I decided to use not the fastest solution Selenium but I wanted to scrape everything to the bottom of the search results page, which could be done by calling DOM directly like so:

driver.execute_script("var scrollingElement = (document.scrollingElement || document.body);scrollingElement.scrollTop = scrollingElement.scrollHeight;")
# https://stackoverflow.com/a/57076690/15164646 (contains several references for a better understanding)
Enter fullscreen mode Exit fullscreen mode

Imports

from selenium import webdriver
from serpapi import GoogleSearch
import json, time # this two could be skipped (prettier output/time buffer)
Enter fullscreen mode Exit fullscreen mode

Video Search Results

image

from selenium import webdriver
import json, time


def get_video_results():
    driver = webdriver.Chrome()
    driver.get('https://www.youtube.com/results?search_query=minecraft')

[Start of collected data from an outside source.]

pub mod config;
pub mod converters;
pub mod doctree;
pub mod errors;
pub mod fetch;
pub mod models;
pub mod translator;

pub use config::ConvertConfig;
pub use converters::outline;
pub use doctree::{parse_docutils_xml, Node, NodeKind};
pub use errors::{Result, Rst2SlidesError};
pub use fetch::{FetchError, HttpFetcher, ImageFetcher, OfflineFetcher};
pub use models::presentation::Presentation;
pub use translator::{
    convert_document, ConversionWarning, Converter, ConverterBuilder, TranslateError, Translation,
};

    # scrolling to the end of the page
    # https://stackoverflow.com/a/57076690/15164646
    while True:
        # end_result = "No more results" string at the bottom of the page
        # this will be used to break out of the while loop
        end_result = driver.find_element_by_css_selector('#message').is_displayed()
        driver.execute_script("var scrollingElement = (document.scrollingElement || document.body);scrollingElement.scrollTop = scrollingElement.scrollHeight;")
        # time.sleep(1) # could be removed

        youtube_data = []

        for result in driver.find_elements_by_css_selector('.text-wrapper.style-scope.ytd-video-renderer'):
            title = result.find_element_by_css_selector('.title-and-badge.style-scope.ytd-video-renderer').text
            link = result.find_element_by_css_selector('.title-and-badge.style-scope.ytd-video-renderer a').get_attribute('href')
            channel_name = result.find_element_by_css_selector('.long-byline').text
            channel_link = result.find_element_by_css_selector('#text > a').get_attribute('href')
            views = result.find_element_by_css_selector('.style-scope ytd-video-meta-block').text.split('\n')[0]

            try:
                time_published = result.find_element_by_css_selector('.style-scope ytd-video-meta-block').text.split('\n')[1]
            except:
                time_published = None

            try:
                snippet = result.find_element_by_css_selector('.metadata-snippet-container').text
            except:
                snippet = None

            try:
                if result.find_element_by_css_selector('#channel-name .ytd-badge-supported-renderer') is not None:
                    verified_badge = True
                else:
                    verified_badge = False
            except:
                verified_badge = None

            try:
                extensions = result.find_element_by_css_selector('#badges .ytd-badge-supported-renderer').text
            except:
                extensions = None

            youtube_data.append({
                'title': title,
                'link': link,
                'channel': {'channel_name': channel_name, 'channel_link': channel_link},
                'views': views,
                'time_published': time_published,
                'snippet': snippet,
                'verified_badge': verified_badge,
                'extensions': extensions,
            })

        print(json.dumps(youtube_data, indent=2, ensure_ascii=False))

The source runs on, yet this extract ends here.